The course covers several current and advanced topics in optimization, with an emphasis on efficient algorithms for solving large scale data-driven inference problems. Topics include first and second order methods, stochastic gradient type approaches and duality principles. Many relevant examples in statistical learning and machine learning are covered in detail. The algorithms uses the Python programming language. The course requires students to take prerequisites.

This course introduces students to several computer intensive statistical methods and the topics include: empirical distribution and plug-in principle, general algorithm of bootstrap method, bootstrap estimates of standard deviation and bias, jack-knife method, bootstrap confidence intervals, the empirical likelihood for the mean and parameters defined by simple estimating function, Wilks theorem, and EL confidence intervals, missing data, EM algorithm, and Markov Chain Monte Carlo methods. This course has a prerequisite of Mathematical Statistics. 
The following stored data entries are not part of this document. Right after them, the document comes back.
//! Scores recorded on this device, per leaderboard.

use chrono::{DateTime, Utc};
use laurel_protocol::{
    LeaderboardDescriptor, PlayerScope, RankRange, ScoreQuery, ScoreRecord, TimeScope,
};
use std::collections::HashMap;

/// A configured leaderboard and the scores recorded locally for it.
///
/// Queries rank each player's best score in the window, highest value
/// first; ties go to the earlier score.
///
/// With a retention limit, a player over the limit loses their oldest score
/// that is not their best, so all-time and recent windows both stay served.
#[derive(Debug, Clone)]
pub struct Leaderboard {
    descriptor: LeaderboardDescriptor,
    scores: Vec<ScoreRecord>,
    retention: Option<usize>,
}

impl Leaderboard {
    /// Creates an empty leaderboard.
    pub fn new(descriptor: LeaderboardDescriptor) -> Self {
        Self {
            descriptor,
            scores: Vec::new(),
            retention: None,
        }
    }

    /// Keeps at most `per_player` scores for each player (at least one).
    pub fn with_retention(mut self, per_player: usize) -> Self {
        self.retention = Some(per_player.max(1));
        self
    }

    /// Returns the leaderboard id.
    pub fn id(&self) -> &str {
        &self.descriptor.id
    }

    /// Returns the configuration entry.
    pub fn descriptor(&self) -> &LeaderboardDescriptor {
        &self.descriptor
    }

    /// Builds a score for this leaderboard without recording it.
    pub fn make_score(&self, player_id: &str, value: f64, date: DateTime<Utc>) -> ScoreRecord {
        ScoreRecord::new(
            player_id,
            self.descriptor.id.clone(),
            date,
            value,
            self.descriptor.format_score(value),
        )
    }

    /// Records a score. Returns false if the value is outside the range.
    pub fn add_score(&mut self, player_id: &str, value: f64, date: DateTime<Utc>) -> bool {
        if !self.descriptor.score_range.contains(value) {
            return false;
        }
        let score = self.make_score(player_id, value, date);
        self.scores.push(score);
        self.enforce_retention(player_id);
        true
    }

    /// Records an already built score, ignoring it if it belongs elsewhere.
    pub fn insert(&mut self, score: ScoreRecord) {
        if score.leaderboard_id == self.descriptor.id {
            let player_id = score.player_id.clone();
            self.scores.push(score);
            self.enforce_retention(&player_id);
        }
    }

    /// Re-attributes scores from `from` to `to`. Returns how many changed.
    pub fn restamp(&mut self, from: &str, to: &str) -> usize {
        let mut changed = 0;
        for score in self.scores.iter_mut().filter(|s| s.player_id == from) {
            score.player_id = to.to_string();
            changed += 1;
        }
        if changed > 0 {
            self.enforce_retention(to);
        }
        changed
    }

    fn enforce_retention(&mut self, player_id: &str) {
        let Some(limit) = self.retention else {
            return;
        };
        loop {
            let mine: Vec<usize> = (0..self.scores.len())
                .filter(|&i| self.scores[i].player_id == player_id)
                .collect();
            if mine.len() <= limit {
                return;
            }
            let best = mine.iter().copied().reduce(|best, i| {
                let (a, b) = (&self.scores[best], &self.scores[i]);
                if b.value > a.value || (b.value == a.value && b.date < a.date) {
                    i
                } else {
                    best
                }
            });
            let oldest = mine
                .iter()
                .copied()
                .filter(|&i| Some(i) != best)
                .min_by_key(|&i| self.scores[i].date);
            match oldest {
                Some(index) => {
                    self.scores.remove(index);
                }
                None => return,
            }
        }
    }

    /// Drops every recorded score.
    pub fn remove_all_scores(&mut self) {
        self.scores.clear();
    }

    /// Returns every recorded score in insertion order, unranked.
    pub fn all_scores(&self) -> &[ScoreRecord] {
        &self.scores
    }

    /// Returns the number of recorded scores.
    pub fn len(&self) -> usize {
        self.scores.len()
    }

    /// Returns true if nothing was recorded.
    pub fn is_empty(&self) -> bool {
        self.scores.is_empty()
    }

    /// Runs a ranked query relative to `now`.
    pub fn query(&self, query: &ScoreQuery, now: DateTime<Utc>) -> Vec<ScoreRecord> {
        let mut best: HashMap<&str, &ScoreRecord> = HashMap::new();
        for score in &self.scores {
            if !query.player_scope.includes(&score.player_id)
                || !query.time_scope.includes(score.date, now)
            {
                continue;
            }
            best.entry(score.player_id.as_str())
                .and_modify(|current| {
                    if score.value > current.value
                        || (score.value == current.value && score.date < current.date)
                    {
                        *current = score;
                    }
                })
                .or_insert(score);
        }

        let mut ranked: Vec<&ScoreRecord> = best.into_values().collect();
        ranked.sort_by(|a, b| {
            b.value
                .total_cmp(&a.value)
                .then_with(|| a.date.cmp(&b.date))
                .then_with(|| a.player_id.cmp(&b.player_id))
        });

        ranked
            .into_iter()
            .enumerate()
            .map(|(i, s)| s.ranked(i as u32 + 1))
            .filter(|s| query.range.contains(s.rank))
            .collect()
    }

    /// Ranked scores for the listed players.
    pub fn scores_for_players(
        &self,
        player_ids: &[String],
        time_scope: TimeScope,
        range: RankRange,
        now: DateTime<Utc>,
    ) -> Vec<ScoreRecord> {
        let query = ScoreQuery::new(PlayerScope::Players(player_ids.to_vec()), time_scope, range);
        self.query(&query, now)
    }
}
//! Integration tests for the engine against a shared in-memory service.

use laurel_engine::{
    EngineConfig, EngineError, EngineObserver, EngineResult, GameConfig, NotificationQueue,
    ObserverResult, ReconciliationEngine, RemoteGateway, RemoteReset, RetryConfig, SkipReason,
};
use laurel_protocol::{
    AchievementBatch, AchievementRecord, ItemStatus, LeaderboardDescriptor, PlayerIdentity,
    ScoreBatch, ScoreQuery, ScoreRange, ScoreRecord, Snapshot, SubmitResponse,
};
use parking_lot::Mutex;
use std::collections::BTreeMap;
use std::sync::atomic::{AtomicBool, AtomicUsize, Ordering};
use std::sync::Arc;
use std::time::{Duration, Instant};

/// Remote service shared by every device, keyed by player.
#[derive(Default)]
struct Service {
    achievements: Mutex<BTreeMap<String, BTreeMap<String, f64>>>,
    scores: Mutex<Vec<ScoreRecord>>,
}

impl Service {
    fn progress(&self, player_id: &str) -> BTreeMap<String, f64> {
        self.achievements
            .lock()
            .get(player_id)
            .cloned()
            .unwrap_or_default()
    }
}

/// One device's connection to the service.
struct DeviceGateway {
    service: Arc<Service>,
    player: Mutex<PlayerIdentity>,
    online: AtomicBool,
    submissions: AtomicUsize,
}

impl DeviceGateway {
    fn new(service: &Arc<Service>, player_id: &str) -> Arc<Self> {
        Arc::new(Self {
            service: Arc::clone(service),
            player: Mutex::new(PlayerIdentity::new(player_id, player_id.to_uppercase())),
            online: AtomicBool::new(true),
            submissions: AtomicUsize::new(0),
        })
    }

    fn set_online(&self, online: bool) {
        self.online.store(online, Ordering::SeqCst);
    }

    fn sign_in_as(&self, player_id: &str) {
        *self.player.lock() = PlayerIdentity::new(player_id, player_id.to_uppercase());
    }

    fn check(&self) -> EngineResult<()> {
        if self.is_available() {
            Ok(())
        } else {
            Err(EngineError::remote_retryable("offline"))
        }
    }
}

impl RemoteGateway for DeviceGateway {
    fn authenticate(&self) -> EngineResult<PlayerIdentity> {
        self.check()
            .map_err(|e| EngineError::AuthenticationUnavailable(e.to_string()))?;
        Ok(self.player.lock().clone())
    }

    fn fetch_remote_achievements(
        &self,
        player: &PlayerIdentity,
    ) -> EngineResult<BTreeMap<String, f64>> {
        self.check()?;
        Ok(self.service.progress(&player.player_id))
    }

    fn submit_achievements(&self, batch: &AchievementBatch) -> EngineResult<SubmitResponse> {
        self.check()?;
        self.submissions.fetch_add(1, Ordering::SeqCst);
        let mut all = self.service.achievements.lock();
        let stored = all.entry(batch.player_id.clone()).or_default();
        for submission in &batch.submissions {
            let value = stored.entry(submission.id.clone()).or_insert(0.0);
            *value = value.max(submission.percentage);
        }
        Ok(SubmitResponse::all_accepted(batch.len()))
    }

    fn submit_scores(&self, batch: &ScoreBatch) -> EngineResult<SubmitResponse> {
        self.check()?;
        self.service.scores.lock().extend(batch.scores.iter().cloned());
        Ok(SubmitResponse::all_accepted(batch.scores.len()))
    }

    fn reset_achievements(&self, player: &PlayerIdentity) -> EngineResult<()> {
        self.check()?;
        self.service.achievements.lock().remove(&player.player_id);
        Ok(())
    }

    fn fetch_scores(
        &self,
        leaderboard_id: &str,
        query: &ScoreQuery,
    ) -> EngineResult<Vec<ScoreRecord>> {
        self.check()?;
        let mut scores: Vec<ScoreRecord> = self
            .service
            .scores
            .lock()
            .iter()
            .filter(|s| s.leaderboard_id == leaderboard_id)
            .filter(|s| query.player_scope.includes(&s.player_id))
            .cloned()
            .collect();
        scores.sort_by(|a, b| b.value.total_cmp(&a.value));
        Ok(scores
            .iter()
            .enumerate()
            .map(|(i, s)| s.ranked(i as u32 + 1))
            .collect())
    }

    fn is_available(&self) -> bool {
        self.online.load(Ordering::SeqCst)
    }
}

/// Gateway whose achievement submissions fail a fixed number of times.
struct FlakyGateway {
    inner: Arc<DeviceGateway>,
    failures_left: AtomicUsize,
}

impl RemoteGateway for FlakyGateway {
    fn authenticate(&self) -> EngineResult<PlayerIdentity> {
        self.inner.authenticate()
    }

    fn fetch_remote_achievements(
        &self,
        player: &PlayerIdentity,
    ) -> EngineResult<BTreeMap<String, f64>> {
        self.inner.fetch_remote_achievements(player)
    }

    fn submit_achievements(&self, batch: &AchievementBatch) -> EngineResult<SubmitResponse> {
        let left = self.failures_left.load(Ordering::SeqCst);
        if left > 0 {
            self.failures_left.store(left - 1, Ordering::SeqCst);
            return Ok(SubmitResponse::new(vec![
                ItemStatus::rejected("try later");
                batch.len()
            ]));
        }
        self.inner.submit_achievements(batch)
    }

    fn submit_scores(&self, batch: &ScoreBatch) -> EngineResult<SubmitResponse> {
        self.inner.submit_scores(batch)
    }

    fn reset_achievements(&self, player: &PlayerIdentity) -> EngineResult<()> {
        self.inner.reset_achievements(player)
    }

    fn fetch_scores(
        &self,
        leaderboard_id: &str,
        query: &ScoreQuery,
    ) -> EngineResult<Vec<ScoreRecord>> {
        self.inner.fetch_scores(leaderboard_id, query)
    }
}

fn game() -> GameConfig {
    GameConfig::new()
        .with_achievement("first_win", 10)
        .with_achievement("no_death", 20)
        .with_achievement("speed_run", 50)
        .with_leaderboard(
            LeaderboardDescriptor::new("high_scores", "High Scores")
                .with_suffixes("point", "points")
                .with_score_range(ScoreRange::new(0.0, 100_000.0)),
        )
}

fn device<G: RemoteGateway>(gateway: &Arc<G>) -> ReconciliationEngine<G> {
    let config = EngineConfig::new(game()).with_retry(RetryConfig::immediate());
    ReconciliationEngine::new(config, Arc::clone(gateway)).unwrap()
}

fn map(items: &[(&str, f64)]) -> BTreeMap<String, f64> {
    items.iter().map(|(id, p)| (id.to_string(), *p)).collect()
}

fn percentages<G: RemoteGateway>(engine: &ReconciliationEngine<G>) -> BTreeMap<String, f64> {
    engine
        .achievements()
        .into_iter()
        .map(|a| (a.id, a.percentage_completed))
        .collect()
}

#[test]
fn two_devices_converge_through_the_service() {
    let service = Arc::new(Service::default());
    let phone_gateway = DeviceGateway::new(&service, "alice");
    let console_gateway = DeviceGateway::new(&service, "alice");

    let mut phone = device(&phone_gateway);
    phone.authenticate_local_player().unwrap();
    phone.report_progress("first_win", 100.0).unwrap();
    phone.report_progress("no_death", 30.0).unwrap();
    assert!(phone.flush().is_clean());

    let mut console = device(&console_gateway);
    console.report_progress("no_death", 60.0).unwrap();
    console.authenticate_local_player().unwrap();
    assert!(console.flush().is_clean());

    phone.sync_with_remote().unwrap();

    let expected = map(&[("first_win", 100.0), ("no_death", 60.0), ("speed_run", 0.0)]);
    assert_eq!(percentages(&phone), expected);
    assert_eq!(percentages(&console), expected);
    assert_eq!(
        service.progress("alice"),
        map(&[("first_win", 100.0), ("no_death", 60.0)])
    );
}

#[test]
fn offline_progress_survives_restart() {
    let service = Arc::new(Service::default());
    let gateway = DeviceGateway::new(&service, "bob");
    gateway.set_online(false);

    let mut engine = device(&gateway);
    assert!(engine.authenticate_local_player().is_err());
    engine.report_progress("speed_run", 75.0).unwrap();
    engine.report_score(4200.0, "high_scores").unwrap();
    assert_eq!(engine.flush().skipped, Some(SkipReason::NotAuthenticated));

    let bytes = engine.shutdown().to_cbor().unwrap();

    gateway.set_online(true);
    let mut restarted = device(&gateway);
    restarted.load(&Snapshot::from_cbor(&bytes).unwrap());
    assert_eq!(restarted.pending().get("speed_run"), Some(75.0));

    restarted.authenticate_local_player().unwrap();
    assert!(restarted.flush().is_clean());
    assert!(restarted.flush_scores().is_clean());

    assert_eq!(service.progress("bob"), map(&[("speed_run", 75.0)]));
    let scores = service.scores.lock().clone();
    assert_eq!(scores.len(), 1);
    assert_eq!(scores[0].player_id, "bob");
}

#[test]
fn signing_in_as_another_player_merges_progress() {
    let service = Arc::new(Service::default());
    service
        .achievements
        .lock()
        .insert("carol".into(), map(&[("no_death", 90.0)]));

    let gateway = DeviceGateway::new(&service, "dave");
    let mut engine = device(&gateway);
    engine.authenticate_local_player().unwrap();
    engine.report_progress("first_win", 40.0).unwrap();
    engine.flush();
    let snapshot = engine.save();
    assert_eq!(snapshot.player_id.as_deref(), Some("dave"));

    gateway.sign_in_as("carol");
    let mut engine = device(&gateway);
    engine.load(&snapshot);
    engine.authenticate_local_player().unwrap();

    assert_eq!(
        percentages(&engine),
        map(&[("first_win", 40.0), ("no_death", 90.0), ("speed_run", 0.0)])
    );
    assert!(engine.flush().is_clean());
    assert_eq!(
        service.progress("carol"),
        map(&[("first_win", 40.0), ("no_death", 90.0)])
    );
    assert_eq!(engine.save().player_id.as_deref(), Some("carol"));
}

#[test]
fn rejected_submissions_retry_with_backoff() {
    let service = Arc::new(Service::default());
    let gateway = Arc::new(FlakyGateway {
        inner: DeviceGateway::new(&service, "erin"),
        failures_left: AtomicUsize::new(2),
    });
    let retry = RetryConfig::new(5)
        .with_initial_delay(Duration::from_secs(1))
        .with_backoff_multiplier(2.0)
        .with_jitter(false);
    let mut engine =
        ReconciliationEngine::new(EngineConfig::new(game()).with_retry(retry), Arc::clone(&gateway))
            .unwrap();
    engine.authenticate_local_player().unwrap();
    engine.report_progress("first_win", 100.0).unwrap();

    let start = Instant::now();
    assert_eq!(engine.flush_at(start).failed.len(), 1);
    assert_eq!(
        engine.flush_at(start + Duration::from_millis(500)).skipped,
        Some(SkipReason::NothingDue)
    );

    assert_eq!(engine.flush_at(start + Duration::from_secs(1)).failed.len(), 1);
    let retry_at = engine.failed().get("first_win").unwrap().next_attempt_at.unwrap();
    assert_eq!(retry_at, start + Duration::from_secs(3));

    let report = engine.flush_at(retry_at);
    assert_eq!(report.confirmed, vec!["first_win".to_string()]);
    assert!(engine.failed().is_empty());
    assert_eq!(service.progress("erin"), map(&[("first_win", 100.0)]));
    assert_eq!(engine.stats().achievements_failed, 2);
    assert_eq!(engine.stats().achievements_confirmed, 1);
}

#[test]
fn outstanding_batch_does_not_block_new_ids() {
    let service = Arc::new(Service::default());
    let gateway = DeviceGateway::new(&service, "fay");
    let mut engine = device(&gateway);
    engine.authenticate_local_player().unwrap();

    engine.report_progress("first_win", 10.0).unwrap();
    let first = engine.begin_flush().unwrap();
    engine.report_progress("no_death", 20.0).unwrap();
    let second = engine.begin_flush().unwrap();

    assert_eq!(first.batch.submissions.len(), 1);
    assert_eq!(second.batch.submissions.len(), 1);
    assert_eq!(second.batch.submissions[0].id, "no_death");
    assert_ne!(first.batch.batch_id, second.batch.batch_id);

    let second_result = gateway.submit_achievements(&second.batch);
    engine.complete_flush(second, second_result);
    engine.complete_flush(first, Err(EngineError::remote_retryable("timeout")));

    assert_eq!(engine.pending().to_map(), map(&[("first_win", 10.0)]));
    assert!(engine.failed().contains("first_win"));
}

#[test]
fn reset_reaches_the_service_when_online() {
    let service = Arc::new(Service::default());
    let gateway = DeviceGateway::new(&service, "gus");
    let mut engine = device(&gateway);
    engine.authenticate_local_player().unwrap();
    engine.report_progress("no_death", 100.0).unwrap();
    engine.flush();

    assert_eq!(engine.reset_achievements(), RemoteReset::Succeeded);
    assert!(service.progress("gus").is_empty());
    assert_eq!(engine.stats().resets, 1);
}

#[test]
fn reset_made_offline_reaches_the_service_later() {
    let service = Arc::new(Service::default());
    let gateway = DeviceGateway::new(&service, "jo");
    let mut engine = device(&gateway);
    engine.authenticate_local_player().unwrap();
    engine.report_progress("first_win", 100.0).unwrap();
    assert!(engine.flush().is_clean());

    gateway.set_online(false);
    assert_eq!(
        engine.reset_achievements(),
        RemoteReset::Skipped(SkipReason::GatewayUnavailable)
    );
    let snapshot = engine.shutdown();

    gateway.set_online(true);
    let mut restarted = device(&gateway);
    restarted.load(&snapshot);
    restarted.authenticate_local_player().unwrap();

    assert_eq!(restarted.achievement("first_win").unwrap().percentage_completed, 0.0);
    assert!(restarted.status().is_synced);
    assert_eq!(restarted.pending_reset(), None);
    assert!(service.progress("jo").is_empty());
}

#[test]
fn remote_scores_preferred_and_local_fallback() {
    let service = Arc::new(Service::default());
    let gateway = DeviceGateway::new(&service, "hal");
    let mut engine = device(&gateway);
    engine.authenticate_local_player().unwrap();
    engine.report_score(900.0, "high_scores").unwrap();
    engine.flush_scores();
    service.scores.lock().push(ScoreRecord::new(
        "ivy",
        "high_scores",
        chrono::Utc::now(),
        1500.0,
        "1500 points",
    ));

    let remote = engine
        .fetch_scores("high_scores", &ScoreQuery::default())
        .unwrap();
    assert_eq!(remote.len(), 2);
    assert_eq!(remote[0].player_id, "ivy");

    gateway.set_online(false);
    let local = engine
        .fetch_scores("high_scores", &ScoreQuery::default())
        .unwrap();
    assert_eq!(local.len(), 1);
    assert_eq!(local[0].player_id, "hal");
    assert_eq!(local[0].formatted_value, "900 points");
}

struct Completions(Mutex<Vec<String>>);

impl EngineObserver for Completions {
    fn on_completed(&self, achievement: &AchievementRecord) -> ObserverResult {
        self.0.lock().push(achievement.id.clone());
        Ok(())
    }
}

#[test]
fn observers_are_not_kept_alive() {
    let service = Arc::new(Service::default());
    let gateway = DeviceGateway::new(&service, "jo");
    let mut engine = device(&gateway);

    let completions = Arc::new(Completions(Mutex::new(Vec::new())));
    let banners = Arc::new(NotificationQueue::new());
    engine.add_observer(&completions);
    engine.add_observer(&banners);

    engine.report_progress("first_win", 100.0).unwrap();
    drop(completions);
    engine.report_progress("no_death", 100.0).unwrap();

    assert_eq!(banners.next_to_display().map(|r| r.id), Some("first_win".into()));
    assert_eq!(banners.waiting(), 1);
    assert_eq!(banners.display_finished().map(|r| r.id), Some("no_death".into()));
}
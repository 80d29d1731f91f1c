//! Observers for asserting on engine events.

use laurel_engine::{
    EngineEvent, EngineObserver, ObserverResult, ReconciliationEngine, RemoteGateway,
};
use laurel_protocol::{AchievementRecord, PlayerIdentity};
use parking_lot::Mutex;
use std::sync::Arc;

/// Records every event it receives, in order.
#[derive(Debug, Default)]
pub struct RecordingObserver {
    events: Mutex<Vec<EngineEvent>>,
}

impl RecordingObserver {
    /// Creates an empty recorder.
    pub fn new() -> Self {
        Self::default()
    }

    /// Creates a recorder and registers it with `engine`.
    ///
    /// Keep the returned `Arc`: the engine holds only a weak handle.
    pub fn attach<G: RemoteGateway>(engine: &mut ReconciliationEngine<G>) -> Arc<Self> {
        let observer = Arc::new(Self::new());
        engine.add_observer(&observer);
        observer
    }

    /// Returns a copy of the recorded events.
    pub fn events(&self) -> Vec<EngineEvent> {
        self.events.lock().clone()
    }

    /// Returns the recorded event names.
    pub fn names(&self) -> Vec<&'static str> {
        self.events.lock().iter().map(EngineEvent::name).collect()
    }

    /// Returns how many events named `name` were recorded.
    pub fn count(&self, name: &str) -> usize {
        self.events.lock().iter().filter(|e| e.name() == name).count()
    }

    /// Returns the ids of completed achievements, in order.
    pub fn completed_ids(&self) -> Vec<String> {
        self.events
            .lock()
            .iter()
            .filter_map(|e| match e {
                EngineEvent::Completed(record) => Some(record.id.clone()),
                _ => None,
            })
            .collect()
    }

    /// Forgets everything recorded so far.
    pub fn clear(&self) {
        self.events.lock().clear();
    }

    fn push(&self, event: EngineEvent) -> ObserverResult {
        self.events.lock().push(event);
        Ok(())
    }
}

impl EngineObserver for RecordingObserver {
    fn on_authenticated(&self, player: &PlayerIdentity) -> ObserverResult {
        self.push(EngineEvent::Authenticated(player.clone()))
    }

    fn on_progressed(&self, achievement: &AchievementRecord) -> ObserverResult {
        self.push(EngineEvent::Progressed(achievement.clone()))
    }

    fn on_completed(&self, achievement: &AchievementRecord) -> ObserverResult {
        self.push(EngineEvent::Completed(achievement.clone()))
    }

    fn on_loaded(&self) -> ObserverResult {
        self.push(EngineEvent::Loaded)
    }

    fn on_reset(&self) -> ObserverResult {
        self.push(EngineEvent::Reset)
    }
}

/// Fails every callback, optionally by panicking.
#[derive(Debug, Default)]
pub struct FailingObserver {
    panics: bool,
}

impl FailingObserver {
    /// Returns errors from every callback.
    pub fn erroring() -> Self {
        Self { panics: false }
    }

    /// Panics in every callback.
    pub fn panicking() -> Self {
        Self { panics: true }
    }

    fn fail(&self, event: &str) -> ObserverResult {
        if self.panics {
            panic!("observer panicked on {event}");
        }
        Err(format!("observer rejected {event}").into())
    }
}

impl EngineObserver for FailingObserver {
    fn on_authenticated(&self, _player: &PlayerIdentity) -> ObserverResult {
        self.fail("authenticated")
    }

    fn on_progressed(&self, _achievement: &AchievementRecord) -> ObserverResult {
        self.fail("progressed")
    }

    fn on_completed(&self, _achievement: &AchievementRecord) -> ObserverResult {
        self.fail("completed")
    }

    fn on_loaded(&self) -> ObserverResult {
        self.fail("loaded")
    }

    fn on_reset(&self) -> ObserverResult {
        self.fail("reset")
    }
}
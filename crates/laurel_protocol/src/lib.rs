//! # Laurel Protocol
//!
//! Record types and wire shapes shared by the Laurel sync engine and its
//! remote gateways.
//!
//! This crate provides:
//! - `AchievementRecord` and `AchievementDescriptor`
//! - `ScoreRecord`, `LeaderboardDescriptor` and leaderboard query types
//! - `Snapshot`, the logical save/load shape, with CBOR and JSON helpers
//! - Gateway messages (`PlayerIdentity`, submission batches and responses)
//!
//! This is a pure data crate with no I/O operations.

#![deny(unsafe_code)]
#![warn(missing_docs)]

mod achievement;
mod error;
mod messages;
mod score;
mod snapshot;

pub use achievement::{clamp_percentage, AchievementDescriptor, AchievementRecord, COMPLETE};
pub use error::{ProtocolError, ProtocolResult};
pub use messages::{
    AchievementBatch, AchievementSubmission, ItemStatus, PlayerIdentity, ScoreBatch,
    SubmitResponse,
};
pub use score::{
    LeaderboardDescriptor, PlayerScope, RankRange, ScoreQuery, ScoreRange, ScoreRecord, TimeScope,
};
pub use snapshot::{Snapshot, SNAPSHOT_VERSION};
The course is a rigorous introduction to probability. Students gain a solid grounding on the its foundations, learn how to deal with randomness with the correct mathematical tools and how to solve problems. Course topics include probability; definition and properties; conditional probability and independence; random variables and random vectors; joint and conditional distributions; expectation and moments; integral tranforms; convergence in distribution and the Central Limit Theorum; and modes of convergence and the laws of large numbers. Prerequisites: Set theory, sequences and series, continuous and differentiable functions, and integrals.

The course gives an introduction to probability theory in a measure-theoretic setting. Among the topics discussed are: Probability measures, σ-algebras, conditional expectations, convergence of random variables, the law of large numbers, characteristic functions, the central limit theorem, filtrations, and martingales in discrete time. Recommended prerequisites include calculus, linear algebra, and probability and statistical modeling. 

This course focuses on the theory of linear models. Topics include: linear regression model, general linear model, prediction problems, sensitivity analysis, analysis of incomplete data, robust regression, multiple comparisons, and an introduction to generalized linear models. This course has a prerequisite of Regression Analysis.

This course introduces the theoretical underpinnings of statistical methodology and concentrates on inferential procedures within the framework of parametric models. Topic include: random sample and statistics, method of moments, maximum likelihood estimate, Fisher information, sufficiency and completeness, consistency and unbiasedness, sampling distributions, x2-, t- and F distributions, confidence intervals, exact and asymptotic pivotal method, concepts of hypothesis testing, likelihood ratio test, and Neyman-Pearson lemma. The course has a prerequisite of Probability and Statistics.

This course offers an introduction to the tools for the estimation, detection, and prediction of discrete-time random signals. It is divided into three units: stochastic processes; estimation theory; detection theory.